Start of Block

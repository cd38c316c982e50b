//! Cellular modem worker: AT codec, power/registration state machine,
//! bounded SMS queues and the status atoms the UI reads.
//!
//! The worker owns the UART and the control lines. Everything else talks to
//! it through [`SmsQueues`] and [`ModemStatus`].

#![cfg_attr(not(test), no_std)]
#![deny(clippy::unwrap_used)]
#![deny(clippy::panic)]
#![deny(clippy::expect_used)]

pub mod at;
pub mod queue;
pub mod status;
pub mod worker;

mod error;

pub use error::AtError;
pub use queue::{IncomingSms, OutgoingSms, SmsQueues, SMS_QUEUES};
pub use status::{ModemState, ModemStatus, MODEM_STATUS};
pub use worker::ModemWorker;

End of Block

■ **TRY IT**
Could you output all of the records above exactly as given?

■ **RESPONSE FOR THIS EXERCISE**
repository cd38c316c982e50b
//! Cellular modem worker: AT codec, power/registration state machine,
//! bounded SMS queues and the status atoms the UI reads.
//!
//! The worker owns the UART and the control lines. Everything else talks to
//! it through [`SmsQueues`] and [`ModemStatus`].

#![cfg_attr(not(test), no_std)]
#![deny(clippy::unwrap_used)]
#![deny(clippy::panic)]
#![deny(clippy::expect_used)]

pub mod at;
pub mod queue;
pub mod status;
pub mod worker;

mod error;

pub use error::AtError;
pub use queue::{IncomingSms, OutgoingSms, SmsQueues, SMS_QUEUES};
pub use status::{ModemState, ModemStatus, MODEM_STATUS};
pub use worker::ModemWorker;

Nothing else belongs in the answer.